Robert Graham - NRC Senior Resident Inspector

Quality Control Witnesses

Lance Terry - Project Quality Assurance Manager
T. Tracy Arrington - Superintendent Field Quality Control
Donald Hall - Senior Field Quality Control Engineer
James Beverage - Electrical Inspection Supervisor
George Gignon - Lead Inspector
Michael LaPoint - Lead Inspector
William O'Brien - Level II Inspector
Charles Beckham - Level I Inspector
Electrical Engineering Witnesses

Thomas Landry - Principal Electrical Engineer
Mark Leyo - Electrical Field Engineer

    3. Upon his arrival at the Nine Mile II site, O'Brien received a brief period of training from George Gignon, a lead inspector for Stone & Webster, Tr.21-22, and was certified as a Level 2, Electrical Termination, Quality Control Nuclear Inspector.
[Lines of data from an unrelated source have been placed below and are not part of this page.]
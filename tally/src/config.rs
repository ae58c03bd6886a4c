//! Window and logging preferences.
//!
//! Read from `config.json` in the platform config directory (or a path
//! given on the command line). Missing fields take their defaults, so a
//! file containing only `{"log_level": "debug"}` is valid.

use serde::{Deserialize, Serialize};
use std::path::{Path, PathBuf};
use tallycore::storage;

pub const APP_NAME: &str = "tally";

#[derive(Clone, Debug, PartialEq, Serialize, Deserialize)]
#[serde(default)]
pub struct TallyConfig {
    /// Inner window width in points.
    pub window_width: f32,
    /// Inner window height in points.
    pub window_height: f32,
    /// Point size of the result display.
    pub display_font_size: f32,
    /// Height of one keypad key.
    pub key_height: f32,
    /// `tracing` filter directive used when `RUST_LOG` is unset.
    pub log_level: String,
}

impl Default for TallyConfig {
    fn default() -> Self {
        Self {
            window_width: 420.0,
            window_height: 550.0,
            display_font_size: 30.0,
            key_height: 56.0,
            log_level: "warn".to_string(),
        }
    }
}

impl TallyConfig {
    pub fn default_path() -> PathBuf {
        storage::config_dir(APP_NAME).join("config.json")
    }

    /// Load from `path`, or from [`TallyConfig::default_path`] when `None`.
    /// A missing file yields the defaults; an unreadable one is an error.
    pub fn load(path: Option<&Path>) -> storage::Result<Self> {
        let path = path.map_or_else(Self::default_path, Path::to_path_buf);
        Ok(storage::load_optional(&path)?.unwrap_or_default())
    }

    pub fn save(&self, path: &Path) -> storage::Result<()> {
        storage::save_json(path, self)
    }
}

#[cfg(test)]
mod tests {
    use super::*;

    #[test]
    fn missing_file_gives_defaults() {
        let dir = tempfile::tempdir().unwrap();
        let config = TallyConfig::load(Some(&dir.path().join("config.json"))).unwrap();
        assert_eq!(config, TallyConfig::default());
    }

    #[test]
    fn partial_file_fills_in_defaults() {
        let dir = tempfile::tempdir().unwrap();
        let path = dir.path().join("config.json");
        std::fs::write(&path, r#"{ "log_level": "debug", "key_height": 40.0 }"#).unwrap();

        let config = TallyConfig::load(Some(&path)).unwrap();
        assert_eq!(config.log_level, "debug");
        assert_eq!(config.key_height, 40.0);
        assert_eq!(config.window_width, TallyConfig::default().window_width);
    }

    #[test]
    fn broken_file_is_an_error() {
        let dir = tempfile::tempdir().unwrap();
        let path = dir.path().join("config.json");
        std::fs::write(&path, "window_width = 3").unwrap();
        assert!(matches!(
            TallyConfig::load(Some(&path)),
            Err(storage::StorageError::Json(_))
        ));
    }

    #[test]
    fn save_and_reload() {
        let dir = tempfile::tempdir().unwrap();
        let path = dir.path().join("tally").join("config.json");
        let config = TallyConfig {
            display_font_size: 24.0,
            ..TallyConfig::default()
        };

        config.save(&path).unwrap();
        assert_eq!(TallyConfig::load(Some(&path)).unwrap(), config);
    }
}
Tr. 20, 79. Within a few weeks of his arrival, O'Brien was assigned the task, among his other duties, of training new inspectors who had arrived on the site. Tr.22-24.

    4. On April 27, 1984, O'Brien was inspecting a cable termination installation by L.K. Comstock Co., the electrical sub-contractor at Nine Mile II. He noticed a workman welding a connection between what appeared to be aluminum and tin-plated copper. Tr.25. O'Brien thought this might be a problem because the use of dissimilar metals in a connection can produce a thermal condition which may result in a disconnection when in use. Tr. 25-26. He immediately contacted the foreman of the work crew who stopped work on the connection. Tr.26. L.K. Comstock management personnel were called to the site to inspect the metals, and, subsequently, Mark Leyo, a Stone & Webster electrical engineer, was asked to inspect the metals. Tr.26.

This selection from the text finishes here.